Data records:

/// Straight-line Cooper-Jacob curve evaluated over a time range.
#[derive(Debug, Clone, PartialEq, Serialize, Deserialize)]
pub struct CooperJacobCurve {
    pub time: Vec<f64>,
    pub log10_time: Vec<f64>,
    pub drawdown: Vec<f64>,
    pub u: Vec<f64>,
}

// ============================================================================
// Lefranc / Porchet
// ============================================================================

/// Result of a Lefranc exponential-decay fit.
#[derive(Debug, Clone, PartialEq, Serialize, Deserialize)]
pub struct LefrancFit {
    pub geometry: DecayGeometry,
    /// Hydraulic conductivity K (m/s)
    pub hydraulic_conductivity: f64,
    /// Decay time constant τ (s)
    pub tau: f64,
    /// Fitted initial head h0 (m)
    pub h0: f64,
    /// Fitted equilibrium head h∞ (m)
    pub h_infinity: f64,
    pub rmse: f64,
    pub iterations: usize,
    pub radius: f64,
    pub segment_length: f64,
    pub num_points: usize,
}

impl fmt::Display for LefrancFit {
    fn fmt(&self, f: &mut fmt::Formatter<'_>) -> fmt::Result {
        writeln!(f, "Lefranc test results")?;
        writeln!(f, "====================")?;
        writeln!(f, "Geometry:             {}", self.geometry)?;
        writeln!(f, "Time constant (τ):    {:.2} s", self.tau)?;
        writeln!(f, "Conductivity (K):     {:.2e} m/s", self.hydraulic_conductivity)?;
        writeln!(
            f,
            "Conductivity:         {:.2e} m/day",
            ms_to_m_per_day(self.hydraulic_conductivity)
        )?;
        writeln!(f, "RMSE:                 {:.4} m", self.rmse)?;
        write!(f, "Points:               {}", self.num_points)
    }
}

/// Result of a Porchet falling-head fit.
#[derive(Debug, Clone, PartialEq, Serialize, Deserialize)]
pub struct PorchetFit {
    /// Hydraulic conductivity K (m/s)
    pub hydraulic_conductivity: f64,
    pub rmse: f64,
    pub radius: f64,
    pub initial_head: f64,
    pub iterations: usize,
    pub num_points: usize,
}

impl fmt::Display for PorchetFit {
    fn fmt(&self, f: &mut fmt::Formatter<'_>) -> fmt::Result {
        writeln!(f, "Porchet test results")?;
        writeln!(f, "====================")?;
        writeln!(f, "Hole radius (r):      {:.3} m", self.radius)?;
        writeln!(f, "Initial head (H0):    {:.3} m", self.initial_head)?;
        writeln!(f, "Conductivity (K):     {:.2e} m/s", self.hydraulic_conductivity)?;
        writeln!(
            f,
            "Conductivity:         {:.2e} m/day",
            ms_to_m_per_day(self.hydraulic_conductivity)
        )?;
        writeln!(f, "RMSE:                 {:.4} m", self.rmse)?;
        write!(f, "Points:               {}", self.num_points)
    }
}

/// Result of a recovery-curve fit `h(t) = h_final·(1 − e^{−αt})`.
#[derive(Debug, Clone, PartialEq, Serialize, Deserialize)]
pub struct RecoveryFit {
    pub h_final: f64,
    /// Recovery rate α (1/s)
    pub alpha: f64,
    /// Characteristic recovery time 1/α (s)
    pub tau_recovery: f64,
    pub rmse: f64,
}

// ============================================================================
// Lugeon
// ============================================================================

/// Reproducibility band of a Lugeon test, from the CV of per-step K.
#[derive(Debug, Clone, Copy, PartialEq, Eq, Serialize, Deserialize)]
pub enum LugeonQuality {
    /// CV < 0.15
    Excellent,
    /// 0.15 <= CV < 0.30
    Good,
    /// 0.30 <= CV < 0.50
    Fair,
    /// CV >= 0.50
    Poor,
}

impl LugeonQuality {
    pub fn label(&self) -> &'static str {
        match self {
            LugeonQuality::Excellent => "Excellent - highly reproducible",
            LugeonQuality::Good => "Good - reproducible",
            LugeonQuality::Fair => "Fair - acceptable",
            LugeonQuality::Poor => "Poor - too variable (check the test)",
        }
    }
}

impl fmt::Display for LugeonQuality {
    fn fmt(&self, f: &mut fmt::Formatter<'_>) -> fmt::Result {
        f.write_str(self.label())
    }
}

(WHAT IS REQUIRED)
Repeat the entries exactly, all of them.

(FINAL ANSWER)
/// Straight-line Cooper-Jacob curve evaluated over a time range.
#[derive(Debug, Clone, PartialEq, Serialize, Deserialize)]
pub struct CooperJacobCurve {
    pub time: Vec<f64>,
    pub log10_time: Vec<f64>,
    pub drawdown: Vec<f64>,
    pub u: Vec<f64>,
}

// ============================================================================
// Lefranc / Porchet
// ============================================================================

/// Result of a Lefranc exponential-decay fit.
#[derive(Debug, Clone, PartialEq, Serialize, Deserialize)]
pub struct LefrancFit {
    pub geometry: DecayGeometry,
    /// Hydraulic conductivity K (m/s)
    pub hydraulic_conductivity: f64,
    /// Decay time constant τ (s)
    pub tau: f64,
    /// Fitted initial head h0 (m)
    pub h0: f64,
    /// Fitted equilibrium head h∞ (m)
    pub h_infinity: f64,
    pub rmse: f64,
    pub iterations: usize,
    pub radius: f64,
    pub segment_length: f64,
    pub num_points: usize,
}

impl fmt::Display for LefrancFit {
    fn fmt(&self, f: &mut fmt::Formatter<'_>) -> fmt::Result {
        writeln!(f, "Lefranc test results")?;
        writeln!(f, "====================")?;
        writeln!(f, "Geometry:             {}", self.geometry)?;
        writeln!(f, "Time constant (τ):    {:.2} s", self.tau)?;
        writeln!(f, "Conductivity (K):     {:.2e} m/s", self.hydraulic_conductivity)?;
        writeln!(
            f,
            "Conductivity:         {:.2e} m/day",
            ms_to_m_per_day(self.hydraulic_conductivity)
        )?;
        writeln!(f, "RMSE:                 {:.4} m", self.rmse)?;
        write!(f, "Points:               {}", self.num_points)
    }
}

/// Result of a Porchet falling-head fit.
#[derive(Debug, Clone, PartialEq, Serialize, Deserialize)]
pub struct PorchetFit {
    /// Hydraulic conductivity K (m/s)
    pub hydraulic_conductivity: f64,
    pub rmse: f64,
    pub radius: f64,
    pub initial_head: f64,
    pub iterations: usize,
    pub num_points: usize,
}

impl fmt::Display for PorchetFit {
    fn fmt(&self, f: &mut fmt::Formatter<'_>) -> fmt::Result {
        writeln!(f, "Porchet test results")?;
        writeln!(f, "====================")?;
        writeln!(f, "Hole radius (r):      {:.3} m", self.radius)?;
        writeln!(f, "Initial head (H0):    {:.3} m", self.initial_head)?;
        writeln!(f, "Conductivity (K):     {:.2e} m/s", self.hydraulic_conductivity)?;
        writeln!(
            f,
            "Conductivity:         {:.2e} m/day",
            ms_to_m_per_day(self.hydraulic_conductivity)
        )?;
        writeln!(f, "RMSE:                 {:.4} m", self.rmse)?;
        write!(f, "Points:               {}", self.num_points)
    }
}

/// Result of a recovery-curve fit `h(t) = h_final·(1 − e^{−αt})`.
#[derive(Debug, Clone, PartialEq, Serialize, Deserialize)]
pub struct RecoveryFit {
    pub h_final: f64,
    /// Recovery rate α (1/s)
    pub alpha: f64,
    /// Characteristic recovery time 1/α (s)
    pub tau_recovery: f64,
    pub rmse: f64,
}

// ============================================================================
// Lugeon
// ============================================================================

/// Reproducibility band of a Lugeon test, from the CV of per-step K.
#[derive(Debug, Clone, Copy, PartialEq, Eq, Serialize, Deserialize)]
pub enum LugeonQuality {
    /// CV < 0.15
    Excellent,
    /// 0.15 <= CV < 0.30
    Good,
    /// 0.30 <= CV < 0.50
    Fair,
    /// CV >= 0.50
    Poor,
}

impl LugeonQuality {
    pub fn label(&self) -> &'static str {
        match self {
            LugeonQuality::Excellent => "Excellent - highly reproducible",
            LugeonQuality::Good => "Good - reproducible",
            LugeonQuality::Fair => "Fair - acceptable",
            LugeonQuality::Poor => "Poor - too variable (check the test)",
        }
    }
}

impl fmt::Display for LugeonQuality {
    fn fmt(&self, f: &mut fmt::Formatter<'_>) -> fmt::Result {
        f.write_str(self.label())
    }
}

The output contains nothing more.